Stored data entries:
◆ ◆ ◆ ◆ ◆

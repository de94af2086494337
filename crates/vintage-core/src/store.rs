//! # Record Store
//!
//! The storage collection abstraction the reconcilers run against, and its
//! deterministic in-memory implementation.
//!
//! Stores deal in encoded payloads keyed by natural key; typed access lives
//! in the blanket `TypedStore` extension. All maps are `BTreeMap` for
//! deterministic ordering.

use crate::record::{Record, decode, encode};
use crate::{Collection, RecordId, VintageError};
use serde::{Deserialize, Serialize};
use std::collections::BTreeMap;

// =============================================================================
// RECORDSTORE TRAIT
// =============================================================================

/// Storage operations required by the reconcilers.
///
/// Implementations must keep at most one record per natural key in each
/// collection and must scope `update` to the single identified record.
pub trait RecordStore {
    /// Find the record whose natural key equals `key`.
    fn find_by_key(
        &self,
        collection: Collection,
        key: &str,
    ) -> Result<Option<(RecordId, Vec<u8>)>, VintageError>;

    /// Fetch a record by identity.
    fn get(&self, collection: Collection, id: RecordId) -> Result<Option<Vec<u8>>, VintageError>;

    /// Insert a new record and return its freshly assigned identity.
    ///
    /// Fails with `DuplicateKey` if `key` is already present.
    fn insert(
        &mut self,
        collection: Collection,
        key: &str,
        payload: &[u8],
    ) -> Result<RecordId, VintageError>;

    /// Replace the payload of an existing record, keeping its identity.
    ///
    /// Fails with `RecordNotFound` if `id` does not exist.
    fn update(
        &mut self,
        collection: Collection,
        id: RecordId,
        payload: &[u8],
    ) -> Result<(), VintageError>;

    /// Number of records in a collection.
    fn count(&self, collection: Collection) -> Result<usize, VintageError>;

    /// Natural keys of a collection, in key order.
    fn keys(&self, collection: Collection) -> Result<Vec<String>, VintageError>;
}

/// A decoded record together with its identity.
#[derive(Debug, Clone, PartialEq)]
pub struct Stored<R> {
    pub id: RecordId,
    pub record: R,
}

/// Typed access on top of any `RecordStore`.
pub trait TypedStore: RecordStore {
    /// Find and decode the record of type `R` with natural key `key`.
    fn find_record<R: Record>(&self, key: &str) -> Result<Option<Stored<R>>, VintageError> {
        self.find_by_key(R::SCHEMA.collection, key)?
            .map(|(id, bytes)| {
                Ok(Stored {
                    id,
                    record: decode(&bytes)?,
                })
            })
            .transpose()
    }

    /// Encode and insert a new record.
    fn insert_record<R: Record>(&mut self, record: &R) -> Result<RecordId, VintageError> {
        let payload = encode(record)?;
        self.insert(R::SCHEMA.collection, record.natural_key(), &payload)
    }

    /// Encode and overwrite the record with identity `id`.
    fn update_record<R: Record>(&mut self, id: RecordId, record: &R) -> Result<(), VintageError> {
        let payload = encode(record)?;
        self.update(R::SCHEMA.collection, id, &payload)
    }

    /// Decode every record of type `R`, in key order.
    fn all_records<R: Record>(&self) -> Result<Vec<Stored<R>>, VintageError> {
        let mut records = Vec::new();
        for key in self.keys(R::SCHEMA.collection)? {
            if let Some(stored) = self.find_record(&key)? {
                records.push(stored);
            }
        }
        Ok(records)
    }
}

impl<S: RecordStore + ?Sized> TypedStore for S {}

// =============================================================================
// MEMORY STORE
// =============================================================================

/// One collection held in memory.
#[derive(Debug, Clone, Default, PartialEq, Eq, Serialize, Deserialize)]
struct Table {
    /// Identity -> encoded record.
    rows: BTreeMap<RecordId, Vec<u8>>,
    /// Natural key -> identity.
    index: BTreeMap<String, RecordId>,
}

/// Deterministic in-memory record store.
///
/// Cloneable, and serializable through the snapshot format in
/// [`formats`](crate::formats).
#[derive(Debug, Clone, Default, PartialEq, Eq, Serialize, Deserialize)]
pub struct MemoryStore {
    tables: BTreeMap<Collection, Table>,
    next_id: u64,
}

impl MemoryStore {
    /// Create an empty store.
    #[must_use]
    pub fn new() -> Self {
        Self::default()
    }

    /// Identity the next insert will receive.
    #[must_use]
    pub const fn next_id(&self) -> u64 {
        self.next_id
    }

    /// Check the key index against the rows after loading a snapshot.
    pub(crate) fn check_integrity(&self) -> Result<(), VintageError> {
        for (collection, table) in &self.tables {
            if table.index.len() != table.rows.len() {
                return Err(VintageError::Deserialization(format!(
                    "{collection}: {} keys for {} records",
                    table.index.len(),
                    table.rows.len()
                )));
            }
            for (key, id) in &table.index {
                if !table.rows.contains_key(id) || id.0 >= self.next_id {
                    return Err(VintageError::Deserialization(format!(
                        "{collection}: key {key} points at unknown record {id}"
                    )));
                }
            }
        }
        Ok(())
    }
}

impl RecordStore for MemoryStore {
    fn find_by_key(
        &self,
        collection: Collection,
        key: &str,
    ) -> Result<Option<(RecordId, Vec<u8>)>, VintageError> {
        let Some(table) = self.tables.get(&collection) else {
            return Ok(None);
        };
        Ok(table
            .index
            .get(key)
            .and_then(|id| table.rows.get(id).map(|bytes| (*id, bytes.clone()))))
    }

    fn get(&self, collection: Collection, id: RecordId) -> Result<Option<Vec<u8>>, VintageError> {
        Ok(self
            .tables
            .get(&collection)
            .and_then(|table| table.rows.get(&id))
            .cloned())
    }

    fn insert(
        &mut self,
        collection: Collection,
        key: &str,
        payload: &[u8],
    ) -> Result<RecordId, VintageError> {
        let table = self.tables.entry(collection).or_default();
        if table.index.contains_key(key) {
            return Err(VintageError::DuplicateKey {
                collection,
                key: key.to_string(),
            });
        }

        let id = RecordId(self.next_id);
        self.next_id = self.next_id.saturating_add(1);

        table.rows.insert(id, payload.to_vec());
        table.index.insert(key.to_string(), id);
        Ok(id)
    }

    fn update(
        &mut self,
        collection: Collection,
        id: RecordId,
        payload: &[u8],
    ) -> Result<(), VintageError> {
        let row = self
            .tables
            .get_mut(&collection)
            .and_then(|table| table.rows.get_mut(&id))
            .ok_or(VintageError::RecordNotFound { collection, id })?;
        *row = payload.to_vec();
        Ok(())
    }

    fn count(&self, collection: Collection) -> Result<usize, VintageError> {
        Ok(self
            .tables
            .get(&collection)
            .map_or(0, |table| table.rows.len()))
    }

    fn keys(&self, collection: Collection) -> Result<Vec<String>, VintageError> {
        Ok(self
            .tables
            .get(&collection)
            .map(|table| table.index.keys().cloned().collect())
            .unwrap_or_default())
    }
}

// =============================================================================
// TESTS
// =============================================================================
impl SeriesBuilder {
    /// Start a series with its required text fields.
    pub fn new(
        key: impl Into<String>,
        name: impl Into<String>,
        dataset_code: impl Into<String>,
        frequency: impl Into<String>,
    ) -> Self {
        Self {
            draft: SeriesDraft {
                key: key.into(),
                name: name.into(),
                dataset_code: dataset_code.into(),
                frequency: frequency.into(),
                ..SeriesDraft::default()
            },
            release_date: None,
            explicit_release_dates: false,
        }
    }

    /// First period index.
    #[must_use]
    pub const fn start_date(mut self, start_date: i64) -> Self {
        self.draft.start_date = start_date;
        self
    }

    /// Observation values; `None` marks a period without observation.
    #[must_use]
    pub fn values(mut self, values: impl IntoIterator<Item = Option<String>>) -> Self {
        self.draft.values = values.into_iter().collect();
        self
    }

    /// Observation values, all present.
    #[must_use]
    pub fn observed<V: Into<String>>(self, values: impl IntoIterator<Item = V>) -> Self {
        self.values(values.into_iter().map(|v| Some(v.into())))
    }

    /// Use one release date for every present value.
    #[must_use]
    pub const fn release_date(mut self, release_date: ReleaseDate) -> Self {
        self.release_date = Some(release_date);
        self
    }

    /// Per-observation release dates.
    #[must_use]
    pub fn release_dates(mut self, dates: impl IntoIterator<Item = Option<ReleaseDate>>) -> Self {
        self.draft.release_dates = dates.into_iter().collect();
        self.explicit_release_dates = true;
        self
    }

    /// Per-observation revision slots.
    #[must_use]
    pub fn revisions(mut self, revisions: Vec<Revisions>) -> Self {
        self.draft.revisions = revisions;
        self
    }

    /// Per-observation attribute codes.
    #[must_use]
    pub fn attribute(mut self, name: impl Into<String>, codes: Vec<String>) -> Self {
        self.draft.attributes.insert(name.into(), codes);
        self
    }

    #[must_use]
    pub fn dimension(mut self, name: impl Into<String>, code: impl Into<String>) -> Self {
        self.draft.dimensions.insert(name.into(), code.into());
        self
    }

    #[must_use]
    pub const fn version_date(mut self, version_date: ReleaseDate) -> Self {
        self.draft.version_date = Some(version_date);
        self
    }

    /// Validate and produce the series.
    pub fn build(mut self) -> Result<Series, VintageError> {
        let len = i64::try_from(self.draft.values.len())
            .map_err(|_| VintageError::invalid("too many observations"))?;
        if len == 0 {
            return Err(VintageError::invalid(format!(
                "series {}: no observations",
                self.draft.key
            )));
        }
        self.draft.end_date = self
            .draft
            .start_date
            .checked_add(len - 1)
            .ok_or_else(|| VintageError::invalid("period range overflows"))?;

        if !self.explicit_release_dates {
            let date = self.release_date;
            self.draft.release_dates = self
                .draft
                .values
                .iter()
                .map(|value| value.as_ref().and(date))
                .collect();
        }

        Series::try_from(self.draft)
    }
}
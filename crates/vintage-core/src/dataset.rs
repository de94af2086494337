//! # Dataset Records
//!
//! Metadata for a collection of series. Datasets carry no time series; on
//! any change the candidate replaces the stored record wholesale.

use crate::record::{Record, check_length, require_text};
use crate::schema::{DATASET_SCHEMA, Schema};
use crate::{ReleaseDate, VintageError};
use serde::{Deserialize, Serialize};
use std::collections::BTreeMap;

/// Unvalidated dataset as exchanged with fetchers and stores.
#[derive(Debug, Clone, Default, PartialEq, Eq, Serialize, Deserialize)]
#[serde(rename_all = "camelCase")]
pub struct DatasetDraft {
    pub dataset_code: String,
    #[serde(default)]
    pub name: String,
    /// Dimension name to its ordered code list.
    #[serde(default)]
    pub dimension_list: BTreeMap<String, Vec<String>>,
    #[serde(default)]
    pub doc_href: Option<String>,
    /// Attribute name to its ordered code list.
    #[serde(default)]
    pub attribute_list: BTreeMap<String, Vec<String>>,
    #[serde(default)]
    pub last_update: Option<ReleaseDate>,
    #[serde(default)]
    pub version_date: Option<ReleaseDate>,
}

/// A validated dataset.
#[derive(Debug, Clone, PartialEq, Eq, Serialize, Deserialize)]
#[serde(try_from = "DatasetDraft", into = "DatasetDraft")]
pub struct Dataset(DatasetDraft);

impl TryFrom<DatasetDraft> for Dataset {
    type Error = VintageError;

    fn try_from(draft: DatasetDraft) -> Result<Self, Self::Error> {
        require_text("datasetCode", &draft.dataset_code)?;
        check_length("name", &draft.name)?;
        if let Some(href) = &draft.doc_href {
            check_length("docHref", href)?;
        }
        for (label, list) in [
            ("dimensionList", &draft.dimension_list),
            ("attributeList", &draft.attribute_list),
        ] {
            for (name, codes) in list {
                require_text(label, name)?;
                for code in codes {
                    check_length(label, code)?;
                }
            }
        }
        Ok(Self(draft))
    }
}

impl From<Dataset> for DatasetDraft {
    fn from(dataset: Dataset) -> Self {
        dataset.0
    }
}

impl Record for Dataset {
    const SCHEMA: Schema = DATASET_SCHEMA;

    fn natural_key(&self) -> &str {
        &self.0.dataset_code
    }
}

impl Dataset {
    /// Create a dataset with only its code set.
    pub fn new(dataset_code: impl Into<String>) -> Result<Self, VintageError> {
        Self::try_from(DatasetDraft {
            dataset_code: dataset_code.into(),
            ..DatasetDraft::default()
        })
    }

    #[must_use]
    pub fn dataset_code(&self) -> &str {
        &self.0.dataset_code
    }

    #[must_use]
    pub fn name(&self) -> &str {
        &self.0.name
    }

    #[must_use]
    pub fn dimension_list(&self) -> &BTreeMap<String, Vec<String>> {
        &self.0.dimension_list
    }

    #[must_use]
    pub fn doc_href(&self) -> Option<&str> {
        self.0.doc_href.as_deref()
    }

    #[must_use]
    pub fn attribute_list(&self) -> &BTreeMap<String, Vec<String>> {
        &self.0.attribute_list
    }

    #[must_use]
    pub const fn last_update(&self) -> Option<ReleaseDate> {
        self.0.last_update
    }

    #[must_use]
    pub const fn version_date(&self) -> Option<ReleaseDate> {
        self.0.version_date
    }

    /// Replace the version stamp, keeping everything else.
    #[must_use]
    pub fn with_version_date(mut self, version_date: ReleaseDate) -> Self {
        self.0.version_date = Some(version_date);
        self
    }

    /// Return a copy with `edit` applied to the underlying draft, revalidated.
    pub fn edited(&self, edit: impl FnOnce(&mut DatasetDraft)) -> Result<Self, VintageError> {
        let mut draft = self.0.clone();
        edit(&mut draft);
        Self::try_from(draft)
    }
}
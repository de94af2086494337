//! # Configuration
//!
//! Explicit run configuration, constructed once per run and handed to the
//! reconciler and the storage backend at construction. Nothing here is
//! process-global.
//!
//! The structures deserialize from the `vintage.toml` layout:
//!
//! ```toml
//! [reconciler]
//! namespace = "widukind"
//!
//! [storage]
//! backend = "redb"
//! path = "vintage.db"
//! ```

use crate::primitives::DEFAULT_NAMESPACE;
use crate::record::require_text;
use crate::{Collection, VintageError};
use serde::{Deserialize, Serialize};
use std::fmt;
use std::path::PathBuf;
use std::str::FromStr;

/// Storage backend selection.
#[derive(Debug, Clone, Copy, PartialEq, Eq, Default, Serialize, Deserialize)]
#[serde(rename_all = "lowercase")]
pub enum BackendKind {
    /// redb database file (ACID, written on every upsert).
    #[default]
    Redb,
    /// In-memory store snapshotted to a file after each run.
    File,
    /// In-memory store, discarded at exit.
    Memory,
}

impl FromStr for BackendKind {
    type Err = VintageError;

    fn from_str(s: &str) -> Result<Self, Self::Err> {
        match s.to_ascii_lowercase().as_str() {
            "redb" => Ok(Self::Redb),
            "file" => Ok(Self::File),
            "memory" => Ok(Self::Memory),
            other => Err(VintageError::Config(format!(
                "unknown backend '{other}' (expected redb, file or memory)"
            ))),
        }
    }
}

impl fmt::Display for BackendKind {
    fn fmt(&self, f: &mut fmt::Formatter<'_>) -> fmt::Result {
        f.write_str(match self {
            Self::Redb => "redb",
            Self::File => "file",
            Self::Memory => "memory",
        })
    }
}

/// Where and how records are stored.
#[derive(Debug, Clone, PartialEq, Eq, Serialize, Deserialize)]
#[serde(default, deny_unknown_fields)]
pub struct StorageConfig {
    pub backend: BackendKind,
    pub path: PathBuf,
}

impl Default for StorageConfig {
    fn default() -> Self {
        Self {
            backend: BackendKind::default(),
            path: PathBuf::from("vintage.db"),
        }
    }
}

/// Settings of the reconciliation engine itself.
#[derive(Debug, Clone, PartialEq, Eq, Serialize, Deserialize)]
#[serde(default, deny_unknown_fields)]
pub struct ReconcilerConfig {
    /// Prefix of the collection labels carried by drift events.
    pub namespace: String,
}

impl Default for ReconcilerConfig {
    fn default() -> Self {
        Self {
            namespace: DEFAULT_NAMESPACE.to_string(),
        }
    }
}

impl ReconcilerConfig {
    /// Qualified label of a collection, `namespace.collection`.
    #[must_use]
    pub fn collection_label(&self, collection: Collection) -> String {
        format!("{}.{}", self.namespace, collection.name())
    }
}

/// Complete run configuration.
#[derive(Debug, Clone, Default, PartialEq, Eq, Serialize, Deserialize)]
#[serde(default, deny_unknown_fields)]
pub struct VintageConfig {
    pub reconciler: ReconcilerConfig,
    pub storage: StorageConfig,
}

impl VintageConfig {
    /// Check cross-field consistency.
    pub fn validate(&self) -> Result<(), VintageError> {
        require_text("namespace", &self.reconciler.namespace)
            .map_err(|e| VintageError::Config(e.to_string()))?;
        if self.reconciler.namespace.contains('.') {
            return Err(VintageError::Config(format!(
                "namespace '{}' must not contain '.'",
                self.reconciler.namespace
            )));
        }
        if self.storage.backend != BackendKind::Memory
            && self.storage.path.as_os_str().is_empty()
        {
            return Err(VintageError::Config(format!(
                "storage.path is required for the {} backend",
                self.storage.backend
            )));
        }
        Ok(())
    }
}

#[cfg(test)]
mod tests {
    use super::*;

    #[test]
    fn defaults_are_valid() {
        let config = VintageConfig::default();
        assert!(config.validate().is_ok());
        assert_eq!(config.storage.backend, BackendKind::Redb);
        assert_eq!(config.reconciler.namespace, "vintage");
    }

    #[test]
    fn backend_parses_case_insensitively() {
        assert_eq!("REDB".parse::<BackendKind>().ok(), Some(BackendKind::Redb));
        assert_eq!("file".parse::<BackendKind>().ok(), Some(BackendKind::File));
        assert!("mongo".parse::<BackendKind>().is_err());
    }

    #[test]
    fn dotted_namespace_rejected() {
        let mut config = VintageConfig::default();
        config.reconciler.namespace = "a.b".to_string();
        assert!(matches!(config.validate(), Err(VintageError::Config(_))));
    }

    #[test]
    fn file_backend_needs_path() {
        let mut config = VintageConfig::default();
        config.storage.backend = BackendKind::File;
        config.storage.path = PathBuf::new();
        assert!(config.validate().is_err());

        config.storage.backend = BackendKind::Memory;
        assert!(config.validate().is_ok());
    }

    #[test]
    fn collection_label_is_qualified() {
        let config = ReconcilerConfig {
            namespace: "widukind".to_string(),
        };
        assert_eq!(config.collection_label(Collection::Series), "widukind.series");
    }
}
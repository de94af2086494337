//! # Category Records
//!
//! One node of a provider topic tree. Children are referenced by category
//! code; walking and mirroring the tree is left to the crawler that builds
//! these nodes.

use crate::record::{Record, require_text};
use crate::schema::{CATEGORY_SCHEMA, Schema};
use crate::VintageError;
use serde::{Deserialize, Serialize};
use std::collections::BTreeSet;

/// Unvalidated category node.
#[derive(Debug, Clone, Default, PartialEq, Eq, Serialize, Deserialize)]
#[serde(rename_all = "camelCase")]
pub struct CategoryDraft {
    pub name: String,
    /// Codes of the child categories, in display order.
    #[serde(default)]
    pub children: Vec<String>,
    pub category_code: String,
    /// Whether this category is selected for mirroring.
    #[serde(default)]
    pub present: bool,
}

/// A validated category node.
#[derive(Debug, Clone, PartialEq, Eq, Serialize, Deserialize)]
#[serde(try_from = "CategoryDraft", into = "CategoryDraft")]
pub struct Category(CategoryDraft);

impl TryFrom<CategoryDraft> for Category {
    type Error = VintageError;

    fn try_from(draft: CategoryDraft) -> Result<Self, Self::Error> {
        require_text("categoryCode", &draft.category_code)?;
        require_text("name", &draft.name)?;

        let mut seen = BTreeSet::new();
        for child in &draft.children {
            require_text("child categoryCode", child)?;
            if *child == draft.category_code {
                return Err(VintageError::invalid(format!(
                    "category {} lists itself as a child",
                    draft.category_code
                )));
            }
            if !seen.insert(child.as_str()) {
                return Err(VintageError::invalid(format!(
                    "category {} lists child {child} twice",
                    draft.category_code
                )));
            }
        }
        Ok(Self(draft))
    }
}

impl From<Category> for CategoryDraft {
    fn from(category: Category) -> Self {
        category.0
    }
}

impl Record for Category {
    const SCHEMA: Schema = CATEGORY_SCHEMA;

    fn natural_key(&self) -> &str {
        &self.0.category_code
    }
}

impl Category {
    /// Create a leaf category, not selected for mirroring.
    pub fn new(
        category_code: impl Into<String>,
        name: impl Into<String>,
    ) -> Result<Self, VintageError> {
        Self::try_from(CategoryDraft {
            category_code: category_code.into(),
            name: name.into(),
            ..CategoryDraft::default()
        })
    }

    /// Replace the children list.
    pub fn with_children(
        self,
        children: impl IntoIterator<Item = impl Into<String>>,
    ) -> Result<Self, VintageError> {
        let mut draft = self.0;
        draft.children = children.into_iter().map(Into::into).collect();
        Self::try_from(draft)
    }

    /// Toggle the mirroring flag without touching the structure.
    #[must_use]
    pub fn with_present(mut self, present: bool) -> Self {
        self.0.present = present;
        self
    }

    #[must_use]
    pub fn category_code(&self) -> &str {
        &self.0.category_code
    }

    #[must_use]
    pub fn name(&self) -> &str {
        &self.0.name
    }

    #[must_use]
    pub fn children(&self) -> &[String] {
        &self.0.children
    }

    #[must_use]
    pub const fn is_present(&self) -> bool {
        self.0.present
    }
}
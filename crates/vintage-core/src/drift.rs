//! # Drift Detection
//!
//! Field-by-field comparison of a stored record against a candidate.
//!
//! Drift is an observability signal, never an error: every differing
//! non-volatile field produces exactly one `Drift` event, handed to a
//! `DriftSink`. The default sink writes a `tracing` warning.

use crate::record::{Record, project};
use crate::VintageError;
use serde::Serialize;
use std::fmt;

/// One detected difference between a stored and a candidate field value.
#[derive(Debug, Clone, PartialEq, Eq, Serialize)]
pub struct Drift {
    /// Qualified collection label, `namespace.collection`.
    pub collection: String,
    /// Wire name of the differing field.
    pub field: &'static str,
    /// Stored value.
    pub old: serde_json::Value,
    /// Candidate value.
    pub new: serde_json::Value,
}

impl fmt::Display for Drift {
    fn fmt(&self, f: &mut fmt::Formatter<'_>) -> fmt::Result {
        write!(
            f,
            "{}: {} has changed value. Old value: {}, new value: {}",
            self.collection, self.field, self.old, self.new
        )
    }
}

/// Compare `stored` and `candidate` on every schema field except the volatile one.
///
/// Events come out in schema field order. Pure: nothing is emitted.
pub fn detect<R: Record>(
    collection: &str,
    stored: &R,
    candidate: &R,
) -> Result<Vec<Drift>, VintageError> {
    let mut old = project(stored)?;
    let mut new = project(candidate)?;

    let mut drift = Vec::new();
    for field in R::SCHEMA.compared_fields() {
        let old_value = old.remove(field).unwrap_or_default();
        let new_value = new.remove(field).unwrap_or_default();
        if old_value != new_value {
            drift.push(Drift {
                collection: collection.to_string(),
                field,
                old: old_value,
                new: new_value,
            });
        }
    }
    Ok(drift)
}

// =============================================================================
// SINKS
// =============================================================================

/// Receiver of drift events.
pub trait DriftSink {
    /// Record one drift event.
    fn record(&mut self, drift: &Drift);
}

/// Writes every drift event as a `tracing` warning.
#[derive(Debug, Clone, Copy, Default)]
pub struct TracingSink;

impl DriftSink for TracingSink {
    fn record(&mut self, drift: &Drift) {
        tracing::warn!(
            collection = %drift.collection,
            field = drift.field,
            old = %drift.old,
            new = %drift.new,
            "{} has changed value",
            drift.field
        );
    }
}

/// Keeps every drift event in memory, in emission order.
#[derive(Debug, Clone, Default)]
pub struct RecordingSink {
    events: Vec<Drift>,
}

impl RecordingSink {
    #[must_use]
    pub fn new() -> Self {
        Self::default()
    }

    /// Events recorded so far.
    #[must_use]
    pub fn events(&self) -> &[Drift] {
        &self.events
    }

    /// Drain the recorded events.
    pub fn take(&mut self) -> Vec<Drift> {
        std::mem::take(&mut self.events)
    }
}

impl DriftSink for RecordingSink {
    fn record(&mut self, drift: &Drift) {
        self.events.push(drift.clone());
    }
}

impl<S: DriftSink + ?Sized> DriftSink for &mut S {
    fn record(&mut self, drift: &Drift) {
        (**self).record(drift);
    }
}
//! # Core Type Definitions
//!
//! This module contains the shared types of the Vintage engine:
//! - Storage identity (`RecordId`)
//! - Collections (`Collection`)
//! - Observation history primitives (`ReleaseDate`, `Revisions`)
//! - Error types (`VintageError`)
//!
//! ## Determinism Guarantees
//!
//! All types in this module:
//! - Implement `Ord` for deterministic ordering in `BTreeMap`/`BTreeSet`
//! - Use integer arithmetic only (no floating-point)

use chrono::{DateTime, Utc};
use serde::{Deserialize, Serialize};
use std::collections::BTreeMap;
use std::fmt;
use thiserror::Error;

// =============================================================================
// IDENTIFIERS
// =============================================================================

/// Store-assigned identity of a persisted record.
///
/// Identities are handed out monotonically by the store and never reused.
/// The natural key of a record (series `key`, `datasetCode`, ...) maps to
/// exactly one identity for the lifetime of the store.
#[derive(Debug, Clone, Copy, PartialEq, Eq, PartialOrd, Ord, Hash, Serialize, Deserialize)]
pub struct RecordId(pub u64);

impl RecordId {
    /// Get the raw identity value.
    #[must_use]
    pub const fn value(self) -> u64 {
        self.0
    }
}

impl fmt::Display for RecordId {
    fn fmt(&self, f: &mut fmt::Formatter<'_>) -> fmt::Result {
        write!(f, "#{}", self.0)
    }
}

// =============================================================================
// OBSERVATION HISTORY
// =============================================================================

/// Instant at which an observation value was first learned.
pub type ReleaseDate = DateTime<Utc>;

/// Revision log of one observation.
///
/// Maps the release date at which a superseding value was learned to the
/// value it superseded. Ordered by release date.
pub type Revisions = BTreeMap<ReleaseDate, String>;

// =============================================================================
// COLLECTIONS
// =============================================================================

/// The collections a store keeps, one per record kind.
#[derive(Debug, Clone, Copy, PartialEq, Eq, PartialOrd, Ord, Hash, Serialize, Deserialize)]
pub enum Collection {
    /// Dataset metadata records.
    Datasets,
    /// Time series records.
    Series,
    /// Category tree nodes.
    Categories,
}

impl Collection {
    /// All collections in deterministic order.
    pub const ALL: [Self; 3] = [Self::Datasets, Self::Series, Self::Categories];

    /// Storage name of the collection.
    #[must_use]
    pub const fn name(self) -> &'static str {
        match self {
            Self::Datasets => "datasets",
            Self::Series => "series",
            Self::Categories => "categories",
        }
    }
}

impl fmt::Display for Collection {
    fn fmt(&self, f: &mut fmt::Formatter<'_>) -> fmt::Result {
        f.write_str(self.name())
    }
}

// =============================================================================
// ERROR TYPES
// =============================================================================

/// Errors that can occur in the Vintage engine.
///
/// Field drift is NOT an error: it is reported through a
/// [`DriftSink`](crate::drift::DriftSink) and never blocks a write.
#[derive(Debug, Error)]
pub enum VintageError {
    /// A candidate record is malformed (missing fields, misaligned sequences).
    /// Raised before any store access.
    #[error("Invalid record: {0}")]
    Validation(String),

    /// The store already holds a record with this natural key.
    #[error("Duplicate key in {collection}: {key}")]
    DuplicateKey {
        /// Collection the insert targeted.
        collection: Collection,
        /// Offending natural key.
        key: String,
    },

    /// Merging a valid candidate would span more periods than a series may hold.
    /// Raised by the merge step; the stored record is left untouched.
    #[error("Merged range [{start}, {end}] of series {key} exceeds {limit} observations")]
    RangeTooWide {
        /// Natural key of the series.
        key: String,
        /// First period of the union range.
        start: i64,
        /// Last period of the union range.
        end: i64,
        /// Maximum number of observations per series.
        limit: usize,
    },

    /// No record exists for the given natural key.
    #[error("No record in {collection} with key {key}")]
    KeyNotFound {
        /// Collection that was searched.
        collection: Collection,
        /// Natural key that was looked up.
        key: String,
    },

    /// No record exists for the given identity.
    #[error("No record in {collection} with id {id}")]
    RecordNotFound {
        /// Collection that was searched.
        collection: Collection,
        /// Identity that was looked up.
        id: RecordId,
    },

    /// Encoding a record failed.
    #[error("Serialization error: {0}")]
    Serialization(String),

    /// Decoding a stored record failed.
    #[error("Deserialization error: {0}")]
    Deserialization(String),

    /// The underlying store failed to read or write.
    #[error("Storage error: {0}")]
    Storage(String),

    /// Configuration could not be loaded or is inconsistent.
    #[error("Configuration error: {0}")]
    Config(String),

    /// An input or output file could not be accessed.
    #[error("I/O error: {0}")]
    Io(String),
}

impl VintageError {
    /// Shorthand for a validation failure.
    pub fn invalid(message: impl Into<String>) -> Self {
        Self::Validation(message.into())
    }
}

// =============================================================================
// TESTS
// =============================================================================

#[cfg(test)]
mod tests {
    use super::*;

    #[test]
    fn collections_have_stable_names() {
        let names: Vec<_> = Collection::ALL.iter().map(|c| c.name()).collect();
        assert_eq!(names, vec!["datasets", "series", "categories"]);
    }

    #[test]
    fn record_id_ordering_is_numeric() {
        assert!(RecordId(2) < RecordId(10));
        assert_eq!(RecordId(7).to_string(), "#7");
    }

    #[test]
    fn duplicate_key_message_names_collection() {
        let err = VintageError::DuplicateKey {
            collection: Collection::Series,
            key: "A.B".to_string(),
        };
        assert_eq!(err.to_string(), "Duplicate key in series: A.B");
    }
}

◆ ◆ ◆ ◆ ◆

→ Instructions for the task
For each line above that holds the string "which", provide a copy of that line.

→ Exercise output
/// Instant at which an observation value was first learned.
/// Maps the release date at which a superseding value was learned to the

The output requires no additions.